Problem details
Scan the entries below. Return every line that includes "ActionVerdict".

== Dataset extract ==

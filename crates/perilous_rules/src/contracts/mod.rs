//! Content contracts for generated artifacts.
//!
//! A contract pairs a tolerant parser with hard validators. Parsing turns raw
//! model text into a typed value; validation checks every rule the value must
//! satisfy. Both report failures as [`Violation`]s whose descriptions are
//! written to be restated verbatim in a repair prompt.

mod bot_action;
mod puzzle;
mod scenario;
pub mod text;
mod verdict;

pub use bot_action::{BotAction, BotActionContract, implied_options};
pub use puzzle::{GeneratedPuzzle, PuzzleContract};
pub use scenario::{Scenario, ScenarioContract};
pub use verdict::{ActionVerdict, VerdictContract};

/// A single broken rule.
#[derive(Debug, Clone, PartialEq, Eq, derive_more::Display)]
#[display("{rule}: {description}")]
pub struct Violation {
    /// Short identifier of the rule, e.g. `word-count`.
    pub rule: &'static str,
    /// Human-readable description of what was wrong.
    pub description: String,
}

impl Violation {
    /// Creates a new violation.
    pub fn new(rule: &'static str, description: impl Into<String>) -> Self {
        Self {
            rule,
            description: description.into(),
        }
    }
}

/// Structural and semantic rules for one kind of generated artifact.
///
/// Mirrors a pre/post contract: [`Contract::parse`] establishes the shape,
/// [`Contract::validate`] checks the meaning.
pub trait Contract {
    /// The typed value this contract produces.
    type Value;

    /// Short name used in logs.
    fn name(&self) -> &'static str;

    /// Parses raw text into a value.
    ///
    /// # Errors
    ///
    /// Returns the violations that prevented a value from being read.
    fn parse(&self, raw: &str) -> Result<Self::Value, Vec<Violation>>;

    /// Checks every hard rule against a parsed value.
    ///
    /// # Errors
    ///
    /// Returns all violated rules, not just the first.
    fn validate(&self, value: &Self::Value) -> Result<(), Vec<Violation>>;

    /// Parses and validates in one step.
    ///
    /// # Errors
    ///
    /// Returns parse violations, or validation violations if parsing succeeded.
    fn accept(&self, raw: &str) -> Result<Self::Value, Vec<Violation>> {
        let value = self.parse(raw)?;
        self.validate(&value)?;
        Ok(value)
    }
}

/// Collects violations into a result.
pub(crate) fn verdict_of(violations: Vec<Violation>) -> Result<(), Vec<Violation>> {
    if violations.is_empty() {
        Ok(())
    } else {
        Err(violations)
    }
}
//! Command-line interface for perilous.

use clap::{Parser, Subcommand};
use perilous_rules::Difficulty;
use std::path::PathBuf;

/// Perilous - survive the scenario, solve the phrase
#[derive(Parser, Debug)]
#[command(name = "perilous")]
#[command(about = "Multiplayer elimination party game server", long_about = None)]
#[command(version)]
pub struct Cli {
    /// Path to the TOML config file; defaults apply when it is missing
    #[arg(short, long, default_value = "perilous.toml", global = true)]
    pub config: PathBuf,

    /// Subcommand to run
    #[command(subcommand)]
    pub command: Command,
}

/// Available commands
#[derive(Subcommand, Debug)]
pub enum Command {
    /// Run the HTTP game server
    Serve {
        /// Port to bind to, overriding the config file
        #[arg(short, long)]
        port: Option<u16>,

        /// Serve fallback content only, never calling a model
        #[arg(long)]
        offline: bool,
    },

    /// Play an all-bot game in-process and print the turn log
    Simulate {
        /// Number of bots
        #[arg(short, long, default_value = "3")]
        bots: usize,

        /// Puzzle difficulty
        #[arg(short, long, default_value = "medium")]
        difficulty: Difficulty,

        /// Seed for verdict rolls
        #[arg(long)]
        seed: Option<u64>,

        /// Use fallback content only, never calling a model
        #[arg(long)]
        offline: bool,
    },
}

#[cfg(test)]
mod tests {
    use super::*;

    #[test]
    fn test_simulate_args() {
        let cli = Cli::parse_from([
            "perilous",
            "simulate",
            "--bots",
            "4",
            "--difficulty",
            "very-hard",
            "--offline",
        ]);
        match cli.command {
            Command::Simulate {
                bots,
                difficulty,
                seed,
                offline,
            } => {
                assert_eq!(bots, 4);
                assert_eq!(difficulty, Difficulty::VeryHard);
                assert_eq!(seed, None);
                assert!(offline);
            }
            other => panic!("unexpected command {other:?}"),
        }
    }

    #[test]
    fn test_serve_defaults() {
        let cli = Cli::parse_from(["perilous", "serve"]);
        assert_eq!(cli.config, PathBuf::from("perilous.toml"));
        assert!(matches!(
            cli.command,
            Command::Serve {
                port: None,
                offline: false
            }
        ));
    }
}
//! Error types for game operations and persistence.

use derive_more::{Display, Error};
use perilous_rules::{Phase, RuleError};
use tracing::instrument;

/// Persistence failure with location tracking.
#[derive(Debug, Clone, Display, Error)]
#[display("Storage error: {} at {}:{}", message, file, line)]
pub struct StoreError {
    /// Error message.
    pub message: String,
    /// Line number where error occurred.
    pub line: u32,
    /// Source file where error occurred.
    pub file: &'static str,
}

impl StoreError {
    /// Creates a new storage error with caller location tracking.
    #[track_caller]
    #[instrument(skip(message))]
    pub fn new(message: impl Into<String>) -> Self {
        let loc = std::panic::Location::caller();
        let message = message.into();
        tracing::error!(%message, "Storage error");
        Self {
            message,
            line: loc.line(),
            file: loc.file(),
        }
    }

    /// A save lost a race against another writer.
    #[track_caller]
    pub fn conflict(game_id: &str) -> Self {
        Self::new(format!("concurrent modification of game {game_id}"))
    }
}

impl From<diesel::result::Error> for StoreError {
    #[track_caller]
    fn from(err: diesel::result::Error) -> Self {
        Self::new(format!("Diesel error: {}", err))
    }
}

impl From<diesel::ConnectionError> for StoreError {
    #[track_caller]
    fn from(err: diesel::ConnectionError) -> Self {
        Self::new(format!("Connection error: {}", err))
    }
}

impl From<serde_json::Error> for StoreError {
    #[track_caller]
    fn from(err: serde_json::Error) -> Self {
        Self::new(format!("Serialization error: {}", err))
    }
}

/// Why an operation was rejected.
///
/// No variant leaves a partial write behind: the stored game is either
/// untouched or replaced by one complete, invariant-checked state.
#[derive(Debug, Clone, Display, Error)]
pub enum GameError {
    /// No game exists under the id.
    #[display("Game {} not found", _0)]
    GameNotFound(#[error(not(source))] String),

    /// Someone other than the current player tried to move.
    #[display("It's not your turn: waiting for {expected}")]
    NotYourTurn {
        /// Name of the player whose turn it is.
        expected: String,
    },

    /// The operation is not valid in the current phase.
    #[display("Action not allowed during {actual} (expected {expected})")]
    WrongPhase {
        /// Phase the operation requires.
        expected: Phase,
        /// Phase the game is in.
        actual: Phase,
    },

    /// Too few players to start.
    #[display("Need at least {need} players to start, have {have}")]
    InsufficientPlayers {
        /// Players currently in the lobby.
        have: usize,
        /// Minimum required.
        need: usize,
    },

    /// Malformed caller input.
    #[display("Invalid input: {}", _0)]
    InvalidInput(#[error(not(source))] String),

    /// The letter has already been guessed.
    #[display("Letter {} has already been guessed", _0)]
    DuplicateGuess(#[error(not(source))] char),

    /// The store failed or a concurrent write won.
    #[display("{}", _0)]
    Storage(StoreError),

    /// An operation produced a state that breaks a game invariant; nothing was saved.
    #[display("Invariant violated: {}", _0)]
    InvariantViolated(#[error(not(source))] String),
}

impl GameError {
    /// Stable machine-readable code for the error.
    pub fn code(&self) -> &'static str {
        match self {
            Self::GameNotFound(_) => "GameNotFound",
            Self::NotYourTurn { .. } => "NotYourTurn",
            Self::WrongPhase { .. } => "WrongPhase",
            Self::InsufficientPlayers { .. } => "InsufficientPlayers",
            Self::InvalidInput(_) => "InvalidInput",
            Self::DuplicateGuess(_) => "DuplicateGuess",
            Self::Storage(_) => "StorageError",
            Self::InvariantViolated(_) => "InvariantViolated",
        }
    }
}

impl From<RuleError> for GameError {
    fn from(err: RuleError) -> Self {
        match err {
            RuleError::NotYourTurn { expected } => Self::NotYourTurn { expected },
            RuleError::WrongPhase { expected, actual } => Self::WrongPhase { expected, actual },
            RuleError::InsufficientPlayers { have, need } => {
                Self::InsufficientPlayers { have, need }
            }
            RuleError::InvalidInput(message) => Self::InvalidInput(message),
            RuleError::DuplicateGuess(letter) => Self::DuplicateGuess(letter),
        }
    }
}

impl From<StoreError> for GameError {
    fn from(err: StoreError) -> Self {
        Self::Storage(err)
    }
}
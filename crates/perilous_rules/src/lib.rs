//! Perilous rules - pure game logic for the perilous party game.
//!
//! Nothing in this crate performs I/O. It defines the domain model, the
//! content contracts every generated artifact must satisfy, the tolerant
//! parsers that read raw model text, and the curated fallback pools used
//! when generation gives up.
//!
//! # Architecture
//!
//! - **State**: [`GameState`], [`Player`], [`PuzzleState`] and the pure
//!   transitions the server's engine composes
//! - **Contracts**: [`ScenarioContract`], [`PuzzleContract`],
//!   [`VerdictContract`], [`BotActionContract`]
//! - **Rules**: [`ContentRules`], the configuration data all validators read
//! - **Fallback**: curated static values per contract
//!
//! # Example
//!
//! ```
//! use perilous_rules::{Contract, ContentRules, ScenarioContract};
//!
//! let rules = ContentRules::default();
//! let contract = ScenarioContract::new(&rules, &[]);
//! let raw = "A chemical spill hisses across the lab bench while the ventilation fans \
//!            stutter and die, and you could either seal the fume hood or sprint for the \
//!            emergency shower down the hall. What do you do?";
//! assert!(contract.accept(raw).is_ok());
//! ```

#![warn(missing_docs)]
#![forbid(unsafe_code)]

mod assessment;
mod contracts;
mod difficulty;
mod error;
pub mod fallback;
mod invariants;
mod phase;
mod rules;
mod state;

pub use assessment::{Leaning, PerilLevel, assess_action};
pub use contracts::{
    ActionVerdict, BotAction, BotActionContract, Contract, GeneratedPuzzle, PuzzleContract,
    Scenario, ScenarioContract, VerdictContract, Violation, implied_options, text,
};
pub use difficulty::Difficulty;
pub use error::RuleError;
pub use invariants::{
    CurrentPlayerAlive, GameInvariants, HistoryBounded, Invariant, InvariantSet,
    InvariantViolation, PhraseCharset, RevealedInPhrase, WinnerIsMember,
};
pub use phase::Phase;
pub use rules::{ContentRules, VerdictWeights, WordRange, WordRanges};
pub use state::{
    ActOutcome, Advance, EVENT_LOG_LEN, EndReason, GameState, GuessOutcome, LETTER_POINTS,
    LetterOutcome, MAX_ACTION_LEN, MAX_NAME_LEN, MAX_PLAYERS, MIN_PLAYERS, Player, PuzzleState,
    SCENARIO_HISTORY_LEN, SOLVE_POINTS, STARTING_LIVES, SUCCESS_POINTS, ScenarioHistory,
    TurnEvent,
};
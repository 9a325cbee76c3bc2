//! Generation adapter: free text in, strictly valid game content out.
//!
//! Every artifact goes through one pipeline. The adapter renders a strict
//! instruction, calls the [`TextGenerator`](crate::llm::TextGenerator),
//! parses and validates the response against the artifact's contract, and
//! issues repair calls restating the broken rules. When attempts run out it
//! picks a curated fallback, so callers always receive a valid value.

mod adapter;
mod pipeline;
pub mod prompts;
mod settings;

pub use adapter::ContentGenerator;
pub use pipeline::{ArtifactKind, GenerationExhausted};
pub use settings::{GenerationSettings, PerArtifact};

use async_trait::async_trait;
use perilous_rules::{ActionVerdict, BotAction, Difficulty, GeneratedPuzzle, Scenario};

/// Context for the next scenario.
#[derive(Debug, Clone, Copy)]
pub struct ScenarioRequest<'a> {
    /// Scenarios the new one must not repeat, oldest first.
    pub recent: &'a [String],
    /// Round the scenario is for.
    pub round: u32,
}

/// Context for a puzzle.
#[derive(Debug, Clone, Copy)]
pub struct PuzzleRequest<'a> {
    /// Target difficulty.
    pub difficulty: Difficulty,
    /// Phrases to avoid.
    pub recent: &'a [String],
    /// Deterministic fallback selector.
    pub selector: u64,
}

/// Context for judging an action.
#[derive(Debug, Clone, Copy)]
pub struct VerdictRequest<'a> {
    /// Scenario the player faced.
    pub scenario: &'a str,
    /// What the player did.
    pub action: &'a str,
}

/// Context for a bot's move.
#[derive(Debug, Clone, Copy)]
pub struct BotActionRequest<'a> {
    /// Scenario the bot faces.
    pub scenario: &'a str,
    /// Lives the bot has left.
    pub lives: u8,
    /// Current round, used as fallback selector.
    pub round: u32,
}

/// Source of validated content for the state machine.
///
/// Implementations never fail: whatever happens underneath, they return a
/// value satisfying the artifact's contract.
#[async_trait]
pub trait ContentSource: Send + Sync {
    /// Next danger scenario.
    async fn scenario(&self, request: ScenarioRequest<'_>) -> Scenario;

    /// Puzzle phrase and category.
    async fn puzzle(&self, request: PuzzleRequest<'_>) -> GeneratedPuzzle;

    /// Verdict for a player's action.
    async fn verdict(&self, request: VerdictRequest<'_>) -> ActionVerdict;

    /// A bot's action sentence.
    async fn bot_action(&self, request: BotActionRequest<'_>) -> BotAction;
}

/// Stable 64-bit FNV-1a hash, used to pick fallbacks from free text.
pub fn selector_for(text: &str) -> u64 {
    text.bytes().fold(0xcbf2_9ce4_8422_2325, |hash, byte| {
        (hash ^ u64::from(byte)).wrapping_mul(0x0000_0100_0000_01b3)
    })
}

#[cfg(test)]
mod tests {
    use super::*;

    #[test]
    fn test_selector_is_stable() {
        assert_eq!(selector_for(""), 0xcbf2_9ce4_8422_2325);
        assert_eq!(selector_for("I hide"), selector_for("I hide"));
        assert_ne!(selector_for("I hide"), selector_for("I run"));
    }
}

===

Solution to this exercise
pub use verdict::{ActionVerdict, VerdictContract};
    ActionVerdict, BotAction, BotActionContract, Contract, GeneratedPuzzle, PuzzleContract,
use perilous_rules::{ActionVerdict, BotAction, Difficulty, GeneratedPuzzle, Scenario};
    async fn verdict(&self, request: VerdictRequest<'_>) -> ActionVerdict;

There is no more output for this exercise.